● WHAT IS EXPECTED
The job is to find each line in the entries holding the string "Commands" and copy that line.
--------------------------------------------------
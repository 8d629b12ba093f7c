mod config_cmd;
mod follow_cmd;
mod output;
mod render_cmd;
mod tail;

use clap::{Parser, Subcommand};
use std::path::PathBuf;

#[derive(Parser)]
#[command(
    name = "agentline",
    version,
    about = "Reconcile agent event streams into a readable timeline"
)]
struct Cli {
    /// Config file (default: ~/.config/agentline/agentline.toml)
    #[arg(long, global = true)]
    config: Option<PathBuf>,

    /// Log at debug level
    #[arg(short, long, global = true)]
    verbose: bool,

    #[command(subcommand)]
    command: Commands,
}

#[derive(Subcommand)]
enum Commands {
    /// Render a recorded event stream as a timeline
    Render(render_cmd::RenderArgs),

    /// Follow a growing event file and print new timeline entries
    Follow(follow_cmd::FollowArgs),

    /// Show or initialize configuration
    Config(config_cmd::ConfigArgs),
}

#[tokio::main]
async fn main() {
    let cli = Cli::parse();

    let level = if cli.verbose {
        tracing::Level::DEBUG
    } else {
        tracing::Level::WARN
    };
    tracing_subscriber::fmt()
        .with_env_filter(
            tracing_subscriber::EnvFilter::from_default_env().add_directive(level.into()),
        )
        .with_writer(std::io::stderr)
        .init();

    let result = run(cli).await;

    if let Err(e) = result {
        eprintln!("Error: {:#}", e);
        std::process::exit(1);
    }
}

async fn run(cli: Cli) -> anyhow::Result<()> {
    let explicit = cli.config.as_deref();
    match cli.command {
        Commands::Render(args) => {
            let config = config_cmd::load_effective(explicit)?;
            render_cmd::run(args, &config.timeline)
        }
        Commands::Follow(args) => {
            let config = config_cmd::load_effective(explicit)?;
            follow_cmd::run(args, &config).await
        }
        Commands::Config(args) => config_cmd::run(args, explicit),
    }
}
--------------------------------------------------
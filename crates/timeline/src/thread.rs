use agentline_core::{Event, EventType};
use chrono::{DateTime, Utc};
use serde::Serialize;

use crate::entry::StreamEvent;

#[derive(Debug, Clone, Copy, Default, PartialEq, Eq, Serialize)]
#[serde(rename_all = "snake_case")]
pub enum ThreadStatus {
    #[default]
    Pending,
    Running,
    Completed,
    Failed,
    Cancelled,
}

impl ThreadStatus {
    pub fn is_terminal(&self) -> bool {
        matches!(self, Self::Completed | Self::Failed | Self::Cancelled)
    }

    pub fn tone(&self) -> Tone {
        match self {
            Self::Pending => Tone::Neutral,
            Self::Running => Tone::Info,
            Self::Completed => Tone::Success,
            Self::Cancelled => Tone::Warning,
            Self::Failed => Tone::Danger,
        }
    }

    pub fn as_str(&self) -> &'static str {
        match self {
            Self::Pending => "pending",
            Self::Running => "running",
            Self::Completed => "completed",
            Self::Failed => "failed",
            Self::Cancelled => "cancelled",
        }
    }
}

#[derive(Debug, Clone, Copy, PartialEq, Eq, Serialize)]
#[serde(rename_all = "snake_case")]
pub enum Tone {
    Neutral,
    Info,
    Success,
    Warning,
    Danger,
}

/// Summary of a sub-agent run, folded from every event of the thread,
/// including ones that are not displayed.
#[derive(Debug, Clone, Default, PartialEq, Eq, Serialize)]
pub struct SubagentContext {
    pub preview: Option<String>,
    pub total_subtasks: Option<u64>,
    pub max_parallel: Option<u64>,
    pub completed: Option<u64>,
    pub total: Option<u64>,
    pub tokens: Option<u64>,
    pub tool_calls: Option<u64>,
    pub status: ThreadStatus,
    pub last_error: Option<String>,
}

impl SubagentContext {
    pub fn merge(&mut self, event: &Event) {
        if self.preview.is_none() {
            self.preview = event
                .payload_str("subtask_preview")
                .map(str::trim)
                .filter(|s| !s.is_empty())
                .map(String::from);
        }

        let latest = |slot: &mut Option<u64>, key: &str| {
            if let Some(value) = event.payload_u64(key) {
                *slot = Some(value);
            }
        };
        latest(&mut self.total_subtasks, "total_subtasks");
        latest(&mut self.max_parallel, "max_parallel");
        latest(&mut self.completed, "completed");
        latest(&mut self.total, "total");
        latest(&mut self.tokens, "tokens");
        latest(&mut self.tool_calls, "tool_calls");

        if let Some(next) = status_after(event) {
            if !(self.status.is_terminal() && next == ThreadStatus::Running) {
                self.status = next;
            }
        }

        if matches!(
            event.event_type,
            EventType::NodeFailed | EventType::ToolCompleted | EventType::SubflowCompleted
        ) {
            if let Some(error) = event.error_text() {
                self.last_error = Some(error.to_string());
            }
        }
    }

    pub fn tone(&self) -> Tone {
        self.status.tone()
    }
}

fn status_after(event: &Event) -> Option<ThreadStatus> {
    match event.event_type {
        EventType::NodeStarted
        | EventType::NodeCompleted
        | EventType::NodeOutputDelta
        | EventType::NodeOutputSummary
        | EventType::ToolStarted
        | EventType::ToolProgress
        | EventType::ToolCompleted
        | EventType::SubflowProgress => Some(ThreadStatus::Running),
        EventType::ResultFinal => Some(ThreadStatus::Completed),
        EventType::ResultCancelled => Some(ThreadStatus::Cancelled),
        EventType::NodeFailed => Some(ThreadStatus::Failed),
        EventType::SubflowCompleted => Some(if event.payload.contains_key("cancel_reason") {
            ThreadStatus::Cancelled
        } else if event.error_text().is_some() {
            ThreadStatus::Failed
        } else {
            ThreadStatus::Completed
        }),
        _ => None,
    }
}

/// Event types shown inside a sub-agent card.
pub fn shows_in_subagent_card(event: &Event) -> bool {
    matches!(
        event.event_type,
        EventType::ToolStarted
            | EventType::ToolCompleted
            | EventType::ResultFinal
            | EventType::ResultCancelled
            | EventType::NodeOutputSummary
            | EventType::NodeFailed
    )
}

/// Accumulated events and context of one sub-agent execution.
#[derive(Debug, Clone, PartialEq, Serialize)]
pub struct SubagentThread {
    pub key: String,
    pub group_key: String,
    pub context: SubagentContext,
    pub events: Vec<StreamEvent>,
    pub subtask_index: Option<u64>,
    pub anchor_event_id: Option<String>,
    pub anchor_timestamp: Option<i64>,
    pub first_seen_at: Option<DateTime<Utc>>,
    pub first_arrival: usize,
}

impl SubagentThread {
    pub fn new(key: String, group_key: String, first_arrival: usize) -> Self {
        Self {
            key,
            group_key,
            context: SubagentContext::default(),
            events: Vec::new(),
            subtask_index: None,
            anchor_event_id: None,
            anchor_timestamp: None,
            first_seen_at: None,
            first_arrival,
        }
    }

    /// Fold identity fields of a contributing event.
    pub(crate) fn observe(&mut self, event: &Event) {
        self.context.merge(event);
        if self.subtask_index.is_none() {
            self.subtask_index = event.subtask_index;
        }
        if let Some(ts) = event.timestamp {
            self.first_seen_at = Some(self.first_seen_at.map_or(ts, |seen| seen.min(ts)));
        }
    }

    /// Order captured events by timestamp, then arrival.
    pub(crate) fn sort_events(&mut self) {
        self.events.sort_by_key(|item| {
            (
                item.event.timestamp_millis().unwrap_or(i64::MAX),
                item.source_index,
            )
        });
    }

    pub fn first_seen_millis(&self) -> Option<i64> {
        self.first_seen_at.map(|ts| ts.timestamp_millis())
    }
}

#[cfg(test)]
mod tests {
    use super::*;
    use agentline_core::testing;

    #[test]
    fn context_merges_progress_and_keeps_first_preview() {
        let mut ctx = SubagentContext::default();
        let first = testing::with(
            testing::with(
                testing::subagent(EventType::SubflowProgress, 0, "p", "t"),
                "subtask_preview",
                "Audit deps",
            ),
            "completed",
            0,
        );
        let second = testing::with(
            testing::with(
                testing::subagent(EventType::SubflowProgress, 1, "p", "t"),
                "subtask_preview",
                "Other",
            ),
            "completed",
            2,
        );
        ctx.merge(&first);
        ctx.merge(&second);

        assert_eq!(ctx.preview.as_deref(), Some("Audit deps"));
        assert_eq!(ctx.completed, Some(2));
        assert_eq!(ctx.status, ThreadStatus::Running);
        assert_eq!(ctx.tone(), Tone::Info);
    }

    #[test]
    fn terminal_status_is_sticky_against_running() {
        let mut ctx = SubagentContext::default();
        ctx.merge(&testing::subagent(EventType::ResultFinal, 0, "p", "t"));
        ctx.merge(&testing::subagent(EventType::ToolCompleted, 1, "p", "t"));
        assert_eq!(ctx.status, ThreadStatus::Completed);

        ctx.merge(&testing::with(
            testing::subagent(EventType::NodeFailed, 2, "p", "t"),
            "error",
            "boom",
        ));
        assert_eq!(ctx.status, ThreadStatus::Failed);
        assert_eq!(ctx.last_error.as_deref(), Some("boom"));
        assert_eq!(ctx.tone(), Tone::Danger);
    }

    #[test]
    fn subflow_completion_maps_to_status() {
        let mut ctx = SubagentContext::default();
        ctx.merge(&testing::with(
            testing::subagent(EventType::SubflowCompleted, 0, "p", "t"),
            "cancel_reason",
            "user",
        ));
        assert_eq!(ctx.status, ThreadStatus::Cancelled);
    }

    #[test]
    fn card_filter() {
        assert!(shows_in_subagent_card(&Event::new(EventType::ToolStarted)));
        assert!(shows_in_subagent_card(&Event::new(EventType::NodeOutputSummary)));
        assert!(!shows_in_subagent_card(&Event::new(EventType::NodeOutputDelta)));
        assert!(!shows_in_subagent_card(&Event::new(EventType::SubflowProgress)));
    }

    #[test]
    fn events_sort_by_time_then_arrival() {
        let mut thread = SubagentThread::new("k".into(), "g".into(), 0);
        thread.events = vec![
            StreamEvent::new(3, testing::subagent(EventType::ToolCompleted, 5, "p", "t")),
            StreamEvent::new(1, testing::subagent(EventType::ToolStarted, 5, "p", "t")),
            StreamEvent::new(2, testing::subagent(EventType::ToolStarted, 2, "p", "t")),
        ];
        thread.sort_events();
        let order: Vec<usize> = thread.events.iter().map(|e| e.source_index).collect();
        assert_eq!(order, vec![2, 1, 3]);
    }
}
--------------------------------------------------
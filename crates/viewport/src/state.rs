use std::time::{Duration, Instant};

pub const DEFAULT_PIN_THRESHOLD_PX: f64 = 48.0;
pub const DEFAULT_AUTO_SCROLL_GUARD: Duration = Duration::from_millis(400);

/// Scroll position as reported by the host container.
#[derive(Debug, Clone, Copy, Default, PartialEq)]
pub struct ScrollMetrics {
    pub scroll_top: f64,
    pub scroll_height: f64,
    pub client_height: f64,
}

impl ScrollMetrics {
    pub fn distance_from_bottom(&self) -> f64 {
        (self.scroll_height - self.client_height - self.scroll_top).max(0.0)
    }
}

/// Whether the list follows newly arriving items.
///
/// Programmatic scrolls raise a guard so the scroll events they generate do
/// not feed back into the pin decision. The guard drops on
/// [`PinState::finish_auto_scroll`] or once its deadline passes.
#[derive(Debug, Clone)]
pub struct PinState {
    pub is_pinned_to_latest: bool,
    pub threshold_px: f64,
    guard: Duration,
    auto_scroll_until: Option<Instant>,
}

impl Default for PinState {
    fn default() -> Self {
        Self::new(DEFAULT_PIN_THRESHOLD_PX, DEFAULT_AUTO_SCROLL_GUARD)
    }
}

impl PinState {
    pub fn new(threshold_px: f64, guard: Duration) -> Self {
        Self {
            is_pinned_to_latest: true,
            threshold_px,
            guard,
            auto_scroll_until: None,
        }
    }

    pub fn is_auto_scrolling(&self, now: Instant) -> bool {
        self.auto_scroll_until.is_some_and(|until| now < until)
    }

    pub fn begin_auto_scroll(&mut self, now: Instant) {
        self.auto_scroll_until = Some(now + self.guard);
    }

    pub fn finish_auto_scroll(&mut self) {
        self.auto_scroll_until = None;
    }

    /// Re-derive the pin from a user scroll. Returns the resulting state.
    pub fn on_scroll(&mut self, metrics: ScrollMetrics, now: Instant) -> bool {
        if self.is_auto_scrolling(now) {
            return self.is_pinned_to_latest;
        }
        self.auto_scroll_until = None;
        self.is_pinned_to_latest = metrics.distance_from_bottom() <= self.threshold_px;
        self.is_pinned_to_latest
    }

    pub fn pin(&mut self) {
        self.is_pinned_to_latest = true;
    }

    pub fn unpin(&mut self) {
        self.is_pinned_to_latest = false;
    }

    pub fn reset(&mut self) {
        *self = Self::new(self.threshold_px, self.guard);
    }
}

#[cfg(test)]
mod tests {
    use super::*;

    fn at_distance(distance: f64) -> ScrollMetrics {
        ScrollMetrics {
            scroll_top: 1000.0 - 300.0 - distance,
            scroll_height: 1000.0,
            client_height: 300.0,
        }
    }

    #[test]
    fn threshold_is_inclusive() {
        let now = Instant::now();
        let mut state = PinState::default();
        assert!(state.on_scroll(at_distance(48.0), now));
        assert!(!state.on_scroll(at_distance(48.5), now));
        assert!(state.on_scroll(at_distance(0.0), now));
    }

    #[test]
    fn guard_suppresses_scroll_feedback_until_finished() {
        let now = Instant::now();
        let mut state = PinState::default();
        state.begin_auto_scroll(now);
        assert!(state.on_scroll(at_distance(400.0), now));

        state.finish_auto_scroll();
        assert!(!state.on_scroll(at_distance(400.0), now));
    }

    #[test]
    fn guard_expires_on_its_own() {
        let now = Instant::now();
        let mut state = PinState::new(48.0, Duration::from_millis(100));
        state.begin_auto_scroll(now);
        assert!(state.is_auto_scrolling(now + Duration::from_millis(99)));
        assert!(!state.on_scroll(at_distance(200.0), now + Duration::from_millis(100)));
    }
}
--------------------------------------------------
● RESPONSE TO THE EXERCISE
    command: Commands,
enum Commands {
        Commands::Render(args) => {
        Commands::Follow(args) => {
        Commands::Config(args) => config_cmd::run(args, explicit),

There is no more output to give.